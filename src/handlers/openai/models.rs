//! OpenAI-compatible models list handler
//!
//! Handles GET /v1/models requests.

use crate::handlers::AppState;
use axum::{Json, extract::State};

use super::types::{ModelObject, ModelsListResponse};

/// GET /v1/models handler
///
/// Lists the public model ids from the `[[models]]` table, in configured
/// order. Upstream ids stay internal.
pub async fn handler(State(state): State<AppState>) -> Json<ModelsListResponse> {
    let runtime = state.runtime();
    let models = runtime
        .config()
        .models
        .iter()
        .map(|model| ModelObject::new(model.id(), model.owned_by()))
        .collect();

    Json(ModelsListResponse::new(models))
}
//! HTTP middleware: request correlation and client authentication

pub mod auth;
pub mod request_id;

pub use auth::{require_admin_key, require_api_key};
pub use request_id::{REQUEST_ID_HEADER, RequestId, request_id_middleware};
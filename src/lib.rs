//! zrelay - OpenAI-compatible gateway for the Z.AI chat upstream
//!
//! Exposes `/v1/chat/completions` and `/v1/models` to OpenAI clients and
//! translates each request into the upstream provider's protocol, rotating
//! upstream session credentials and relaying streamed responses as OpenAI
//! chunks.

pub mod cli;
pub mod config;
pub mod error;
pub mod gateway;
pub mod handlers;
pub mod metrics;
pub mod middleware;
pub mod pool;
pub mod relay;
pub mod telemetry;
pub mod translator;
pub mod upstream;
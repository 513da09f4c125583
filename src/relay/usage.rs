//! Token accounting for responses without upstream-reported usage

use crate::handlers::openai::types::estimate_tokens;

/// Deterministic token estimate
///
/// Implementations must be monotonic: more characters never yield fewer
/// tokens.
pub trait TokenCounter: Send + Sync {
    fn count_chars(&self, chars: usize) -> u32;

    fn count(&self, text: &str) -> u32 {
        self.count_chars(text.chars().count())
    }
}

/// ⌈chars / 4⌉, the usual English-text heuristic
#[derive(Debug, Clone, Copy, Default)]
pub struct CharRatioCounter;

impl TokenCounter for CharRatioCounter {
    fn count_chars(&self, chars: usize) -> u32 {
        estimate_tokens(chars)
    }
}

#[cfg(test)]
mod tests {
    use super::*;
    use proptest::prelude::*;

    #[test]
    fn test_rounds_up() {
        assert_eq!(CharRatioCounter.count(""), 0);
        assert_eq!(CharRatioCounter.count("abc"), 1);
        assert_eq!(CharRatioCounter.count("abcd"), 1);
        assert_eq!(CharRatioCounter.count("abcde"), 2);
    }

    #[test]
    fn test_counts_chars_not_bytes() {
        assert_eq!(CharRatioCounter.count("éééé"), 1);
    }

    proptest! {
        #[test]
        fn prop_monotonic(a in 0usize..100_000, b in 0usize..100_000) {
            let (lo, hi) = if a <= b { (a, b) } else { (b, a) };
            prop_assert!(CharRatioCounter.count_chars(lo) <= CharRatioCounter.count_chars(hi));
        }
    }
}
//! Driving a [`Relay`] from a live upstream session
//!
//! Streaming responses run a pump task that reads the upstream and writes
//! OpenAI chunks into a bounded channel. The channel is the backpressure
//! point: when the client reads slowly the pump stops reading upstream. When
//! the client goes away the receiver is dropped, the pump notices through
//! `Sender::closed`, drops the upstream response and the lease is released
//! as cancelled.

use super::Relay;
use crate::error::{AppError, AppResult};
use crate::handlers::openai::types::{ChatCompletion, ChatCompletionChunk};
use crate::metrics::{Metrics, ResponseMode};
use crate::upstream::UpstreamSession;
use futures::StreamExt;
use tokio::sync::mpsc;

/// What the pump hands to the response writer
#[derive(Debug)]
pub enum RelayFrame {
    Chunk(ChatCompletionChunk),
    /// End of the event stream; the writer emits `[DONE]`
    Done,
    /// Failure before any chunk was produced
    Error(AppError),
}

/// Spawn the pump for a streaming response
///
/// The first frame is either a chunk (output has begun), or an error. After
/// output has begun failures are logged and counted, and the stream is ended
/// with [`RelayFrame::Done`] without a terminal chunk. A client that goes
/// away before the end counts as an unsuccessful streaming request.
pub fn spawn_pump(
    mut relay: Relay,
    session: UpstreamSession,
    capacity: usize,
    metrics: Metrics,
) -> mpsc::Receiver<RelayFrame> {
    let (tx, rx) = mpsc::channel(capacity.max(1));

    tokio::spawn(async move {
        let UpstreamSession {
            mut stream,
            lease,
        } = session;
        let request_id = lease.request_id();

        loop {
            let next = tokio::select! {
                biased;
                _ = tx.closed() => {
                    tracing::info!(
                        request_id = %request_id,
                        completion_id = %relay.completion_id(),
                        "Client disconnected, abandoning upstream stream"
                    );
                    metrics.record_request(ResponseMode::Streaming, false);
                    return;
                }
                next = stream.next() => next,
            };

            let result = match next {
                Some(Ok(chunk)) => relay.push(chunk),
                Some(Err(err)) => Err(relay.fail(err)),
                None => relay.finish_eof(),
            };

            match result {
                Ok(chunks) => {
                    for chunk in chunks {
                        if tx.send(RelayFrame::Chunk(chunk)).await.is_err() {
                            tracing::info!(
                                request_id = %request_id,
                                "Client disconnected mid-stream"
                            );
                            metrics.record_request(ResponseMode::Streaming, false);
                            return;
                        }
                    }
                }
                Err(err) => {
                    lease.fail();
                    if relay.has_output() {
                        tracing::error!(
                            request_id = %request_id,
                            completion_id = %relay.completion_id(),
                            error = %err,
                            "Upstream failed after output began; ending stream without finish"
                        );
                        metrics.mid_stream_failure();
                        metrics.record_request(ResponseMode::Streaming, false);
                        let _ = tx.send(RelayFrame::Done).await;
                    } else {
                        let _ = tx.send(RelayFrame::Error(err)).await;
                    }
                    return;
                }
            }

            if relay.is_done() {
                lease.succeed();
                metrics.record_request(ResponseMode::Streaming, true);
                tracing::info!(
                    request_id = %request_id,
                    completion_id = %relay.completion_id(),
                    usage_total_tokens = relay.usage().total_tokens(),
                    "Streaming response completed"
                );
                let _ = tx.send(RelayFrame::Done).await;
                return;
            }
        }
    });

    rx
}

/// Read the whole upstream response into one completion
///
/// # Errors
/// Any upstream failure fails the whole request.
pub async fn buffer(mut relay: Relay, session: UpstreamSession) -> AppResult<ChatCompletion> {
    let UpstreamSession { mut stream, lease } = session;

    while let Some(item) = stream.next().await {
        let result = match item {
            Ok(chunk) => relay.push(chunk),
            Err(err) => Err(relay.fail(err)),
        };
        if let Err(err) = result {
            lease.fail();
            return Err(err);
        }
    }

    if let Err(err) = relay.finish_eof() {
        lease.fail();
        return Err(err);
    }

    lease.succeed();
    Ok(relay.into_completion())
}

=-=-=-=-=

| Prompt |
Filter the data, keeping only the lines that contain "before".

| Solution below |
    /// Failure before any chunk was produced
/// away before the end counts as an unsuccessful streaming request.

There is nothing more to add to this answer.